Carolyn Hax: Partner unable to move on from past, even after parent’s passing


Adapted from an online discussion.

Hi Carolyn: My spouse is currently facing challenging circumstances, including the sudden terminal illness and subsequent death of a parent, as well as another parent dealing with a long-term but non-terminal illness. We both have professional jobs and three young children. My spouse’s job is more high-pressure than mine, and we have always had a division of labor where I take on more household work.

During the past few weeks, I have taken on all the household responsibilities completely, allowing my spouse to focus on their needs and the impending loss. I have been trying to follow your advice of seeking support from others, but due to being busy and physically isolated, I have been handling everything alone without anyone to confide in.

Here is my dilemma: My spouse keeps rehashing the same “coulda, woulda, shouldas” over and over again. I am feeling exhausted and my patience is wearing thin. How can I communicate to my spouse that I want to support them, but constantly revisiting the same issue with the same sad circumstances, multiple times a day, is becoming too much for me?

— Coulda Woulda Shoulda

Coulda Woulda Shoulda: Your spouse can seek support from external sources as well, such as counseling or a grief support group. It might be beneficial for them to pursue both options, as grief support groups are often more accessible and can be arranged proactively while waiting for individual therapy.

You can use the following script to initiate this conversation: “You have been through unimaginable experiences, and I want to continue supporting you. However, I am concerned that you are becoming trapped in a cycle, and I am not qualified to help you break free from it. With your permission, I would like to help you find a grief support group.” See if they are open to this suggestion. If not, assert that it is important and consider outsourcing any household tasks that you can afford to.

Additionally, please prioritize taking care of yourself. You are shouldering a significant burden for an unknown duration. Whether it’s self-care, yoga/meditation, exercise, therapy, or any other method, do not hesitate to seek assistance, and if needed, arrange for childcare to ensure that you can devote time to your own well-being. Your family deserves to have one stable and healthy parent at all times.

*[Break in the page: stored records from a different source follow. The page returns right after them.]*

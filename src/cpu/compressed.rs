//! Expansion of 16-bit RVC instructions into their 32-bit equivalents.
//! Floating-point compressed forms are reported as illegal.

use super::Xlen;
use super::decode::{DecodeError, Instr, sign_extend};

fn bit(inst: u16, n: u32) -> u32 {
    ((inst >> n) & 1) as u32
}

fn bits(inst: u16, hi: u32, lo: u32) -> u32 {
    ((inst as u32) >> lo) & ((1 << (hi - lo + 1)) - 1)
}

/// rd'/rs1'/rs2' field: x8..x15
fn creg(inst: u16, lo: u32) -> u8 {
    8 + bits(inst, lo + 2, lo) as u8
}

/// 6-bit signed immediate used by C.ADDI, C.LI, C.ANDI, C.ADDIW
fn imm6(inst: u16) -> i64 {
    sign_extend(((bit(inst, 12) << 5) | bits(inst, 6, 2)) as i64, 6)
}

fn shamt6(inst: u16) -> u8 {
    ((bit(inst, 12) << 5) | bits(inst, 6, 2)) as u8
}

/// C.J / C.JAL offset
fn cj_offset(inst: u16) -> i64 {
    let off = (bit(inst, 12) << 11)
        | (bit(inst, 11) << 4)
        | (bits(inst, 10, 9) << 8)
        | (bit(inst, 8) << 10)
        | (bit(inst, 7) << 6)
        | (bit(inst, 6) << 7)
        | (bits(inst, 5, 3) << 1)
        | (bit(inst, 2) << 5);
    sign_extend(off as i64, 12)
}

/// C.BEQZ / C.BNEZ offset
fn cb_offset(inst: u16) -> i64 {
    let off = (bit(inst, 12) << 8)
        | (bits(inst, 11, 10) << 3)
        | (bits(inst, 6, 5) << 6)
        | (bits(inst, 4, 3) << 1)
        | (bit(inst, 2) << 5);
    sign_extend(off as i64, 9)
}

/// C.LW / C.SW offset
fn clw_offset(inst: u16) -> i64 {
    ((bits(inst, 12, 10) << 3) | (bit(inst, 6) << 2) | (bit(inst, 5) << 6)) as i64
}

/// C.LD / C.SD offset
fn cld_offset(inst: u16) -> i64 {
    ((bits(inst, 12, 10) << 3) | (bits(inst, 6, 5) << 6)) as i64
}

pub fn expand(inst: u16, xlen: Xlen) -> Result<Instr, DecodeError> {
    let rv64 = xlen == Xlen::Bit64;
    let illegal = DecodeError::InvalidOpcode { inst: inst as u32 };
    let funct3 = bits(inst, 15, 13);
    let rd = bits(inst, 11, 7) as u8;
    let rs2 = bits(inst, 6, 2) as u8;

    match (inst & 0b11, funct3) {
        // ** Quadrant 0 **
        (0b00, 0b000) => {
            // C.ADDI4SPN
            let imm = (bits(inst, 12, 11) << 4)
                | (bits(inst, 10, 7) << 6)
                | (bit(inst, 6) << 2)
                | (bit(inst, 5) << 3);
            if imm == 0 {
                return Err(illegal);
            }
            Ok(Instr::Addi { rd: creg(inst, 2), rs1: 2, imm: imm as i64 })
        }
        (0b00, 0b010) => Ok(Instr::LW {
            rd: creg(inst, 2),
            rs1: creg(inst, 7),
            off: clw_offset(inst),
        }),
        (0b00, 0b011) if rv64 => Ok(Instr::LD {
            rd: creg(inst, 2),
            rs1: creg(inst, 7),
            off: cld_offset(inst),
        }),
        (0b00, 0b110) => Ok(Instr::SW {
            rs1: creg(inst, 7),
            rs2: creg(inst, 2),
            off: clw_offset(inst),
        }),
        (0b00, 0b111) if rv64 => Ok(Instr::SD {
            rs1: creg(inst, 7),
            rs2: creg(inst, 2),
            off: cld_offset(inst),
        }),

        // ** Quadrant 1 **
        (0b01, 0b000) => Ok(Instr::Addi { rd, rs1: rd, imm: imm6(inst) }),
        (0b01, 0b001) if rv64 => {
            if rd == 0 {
                return Err(illegal);
            }
            Ok(Instr::Addiw { rd, rs1: rd, imm: imm6(inst) })
        }
        (0b01, 0b001) => Ok(Instr::Jal { rd: 1, off: cj_offset(inst) }),
        (0b01, 0b010) => Ok(Instr::Addi { rd, rs1: 0, imm: imm6(inst) }),
        (0b01, 0b011) if rd == 2 => {
            // C.ADDI16SP
            let imm = (bit(inst, 12) << 9)
                | (bit(inst, 6) << 4)
                | (bit(inst, 5) << 6)
                | (bits(inst, 4, 3) << 7)
                | (bit(inst, 2) << 5);
            if imm == 0 {
                return Err(illegal);
            }
            Ok(Instr::Addi { rd: 2, rs1: 2, imm: sign_extend(imm as i64, 10) })
        }
        (0b01, 0b011) => {
            // C.LUI
            let imm = imm6(inst);
            if imm == 0 {
                return Err(illegal);
            }
            Ok(Instr::Lui { rd, imm: imm << 12 })
        }
        (0b01, 0b100) => {
            let rd = creg(inst, 7);
            match bits(inst, 11, 10) {
                0b00 | 0b01 => {
                    let shamt = shamt6(inst);
                    if !rv64 && shamt >= 32 {
                        return Err(illegal);
                    }
                    if bits(inst, 11, 10) == 0 {
                        Ok(Instr::Srli { rd, rs1: rd, shamt })
                    } else {
                        Ok(Instr::Srai { rd, rs1: rd, shamt })
                    }
                }
                0b10 => Ok(Instr::Andi { rd, rs1: rd, imm: imm6(inst) }),
                _ => {
                    let rs2 = creg(inst, 2);
                    match (bit(inst, 12), bits(inst, 6, 5)) {
                        (0, 0b00) => Ok(Instr::Sub { rd, rs1: rd, rs2 }),
                        (0, 0b01) => Ok(Instr::Xor { rd, rs1: rd, rs2 }),
                        (0, 0b10) => Ok(Instr::Or { rd, rs1: rd, rs2 }),
                        (0, 0b11) => Ok(Instr::And { rd, rs1: rd, rs2 }),
                        (1, 0b00) if rv64 => Ok(Instr::Subw { rd, rs1: rd, rs2 }),
                        (1, 0b01) if rv64 => Ok(Instr::Addw { rd, rs1: rd, rs2 }),
                        _ => Err(illegal),
                    }
                }
            }
        }
        (0b01, 0b101) => Ok(Instr::Jal { rd: 0, off: cj_offset(inst) }),
        (0b01, 0b110) => Ok(Instr::Beq {
            rs1: creg(inst, 7),
            rs2: 0,
            off: cb_offset(inst),
        }),
        (0b01, 0b111) => Ok(Instr::Bne {
            rs1: creg(inst, 7),
            rs2: 0,
            off: cb_offset(inst),
        }),

        // ** Quadrant 2 **
        (0b10, 0b000) => {
            let shamt = shamt6(inst);
            if !rv64 && shamt >= 32 {
                return Err(illegal);
            }
            Ok(Instr::Slli { rd, rs1: rd, shamt })
        }
        (0b10, 0b010) => {
            // C.LWSP
            if rd == 0 {
                return Err(illegal);
            }
            let off = (bit(inst, 12) << 5) | (bits(inst, 6, 4) << 2) | (bits(inst, 3, 2) << 6);
            Ok(Instr::LW { rd, rs1: 2, off: off as i64 })
        }
        (0b10, 0b011) if rv64 => {
            // C.LDSP
            if rd == 0 {
                return Err(illegal);
            }
            let off = (bit(inst, 12) << 5) | (bits(inst, 6, 5) << 3) | (bits(inst, 4, 2) << 6);
            Ok(Instr::LD { rd, rs1: 2, off: off as i64 })
        }
        (0b10, 0b100) => match (bit(inst, 12), rd, rs2) {
            (0, 0, 0) => Err(illegal),
            (0, rs1, 0) => Ok(Instr::Jalr { rd: 0, rs1, off: 0 }),
            (0, rd, rs2) => Ok(Instr::Add { rd, rs1: 0, rs2 }),
            (_, 0, 0) => Ok(Instr::Ebreak),
            (_, rs1, 0) => Ok(Instr::Jalr { rd: 1, rs1, off: 0 }),
            (_, rd, rs2) => Ok(Instr::Add { rd, rs1: rd, rs2 }),
        },
        (0b10, 0b110) => {
            // C.SWSP
            let off = (bits(inst, 12, 9) << 2) | (bits(inst, 8, 7) << 6);
            Ok(Instr::SW { rs1: 2, rs2, off: off as i64 })
        }
        (0b10, 0b111) if rv64 => {
            // C.SDSP
            let off = (bits(inst, 12, 10) << 3) | (bits(inst, 9, 7) << 6);
            Ok(Instr::SD { rs1: 2, rs2, off: off as i64 })
        }

        // C.FLD, C.FSD, C.FLW, C.FSW and their SP forms, reserved encodings
        _ => Err(illegal),
    }
}

#[cfg(test)]
mod tests {
    use super::*;

    #[test]
    fn expands_common_forms() {
        // c.li a0, 5
        assert_eq!(
            expand(0x4515, Xlen::Bit64),
            Ok(Instr::Addi { rd: 10, rs1: 0, imm: 5 })
        );
        // c.addi sp, -16
        assert_eq!(
            expand(0x1141, Xlen::Bit64),
            Ok(Instr::Addi { rd: 2, rs1: 2, imm: -16 })
        );
        // c.mv a0, a1
        assert_eq!(
            expand(0x852e, Xlen::Bit64),
            Ok(Instr::Add { rd: 10, rs1: 0, rs2: 11 })
        );
        // c.ret
        assert_eq!(
            expand(0x8082, Xlen::Bit64),
            Ok(Instr::Jalr { rd: 0, rs1: 1, off: 0 })
        );
        // c.sdsp ra, 8(sp)
        assert_eq!(
            expand(0xe406, Xlen::Bit64),
            Ok(Instr::SD { rs1: 2, rs2: 1, off: 8 })
        );
        // c.lw a0, 4(a1)
        assert_eq!(
            expand(0x41c8, Xlen::Bit64),
            Ok(Instr::LW { rd: 10, rs1: 11, off: 4 })
        );
    }

    #[test]
    fn jumps_and_branches() {
        // c.j -2
        assert_eq!(expand(0xbffd, Xlen::Bit64), Ok(Instr::Jal { rd: 0, off: -2 }));
        // c.beqz a0, 8
        assert_eq!(
            expand(0xc501, Xlen::Bit64),
            Ok(Instr::Beq { rs1: 10, rs2: 0, off: 8 })
        );
        // c.jal 32 on rv32; on rv64 the same bits are c.addiw with rd=0, reserved
        assert_eq!(expand(0x2005, Xlen::Bit32), Ok(Instr::Jal { rd: 1, off: 32 }));
        assert_eq!(
            expand(0x2005, Xlen::Bit64),
            Err(DecodeError::InvalidOpcode { inst: 0x2005 })
        );
    }

    #[test]
    fn zero_and_float_encodings_are_illegal() {
        assert!(expand(0x0000, Xlen::Bit64).is_err());
        // c.fld
        assert!(expand(0x2000, Xlen::Bit64).is_err());
        // c.ld is c.flw on rv32
        assert!(expand(0x6188, Xlen::Bit32).is_err());
        assert!(expand(0x6188, Xlen::Bit64).is_ok());
    }
}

It’s possible that completely removing all daily responsibilities is not helping. Uninterrupted time to focus on loss may not necessarily be beneficial. The routine of daily life often grounds us and propels us forward, even in the face of grief and loss.

As someone who lost an elderly parent about 18 months ago, I can sympathize with the “coulda, woulda, shouldas” that occasionally resurface. Logically, I know there was nothing more I could have done, and most days I am at peace with that. However, certain triggers bring back memories and make me wonder if I could have done something differently.

A friend who is also a therapist assured me that this is a normal part of the grieving process. So it is important to recognize that your partner’s behavior is not unusual and that they are going through a grieving process. Therapy may indeed be beneficial in helping them navigate through this.

In addition to Carolyn’s advice, it may be worth considering whether other forms of support would be helpful for both you and your children. While these are your spouse’s parents, they are also grandparents to your children and in-laws to your spouse. Therefore, it might be beneficial to address the entire family’s grief and explore ways to cope with it.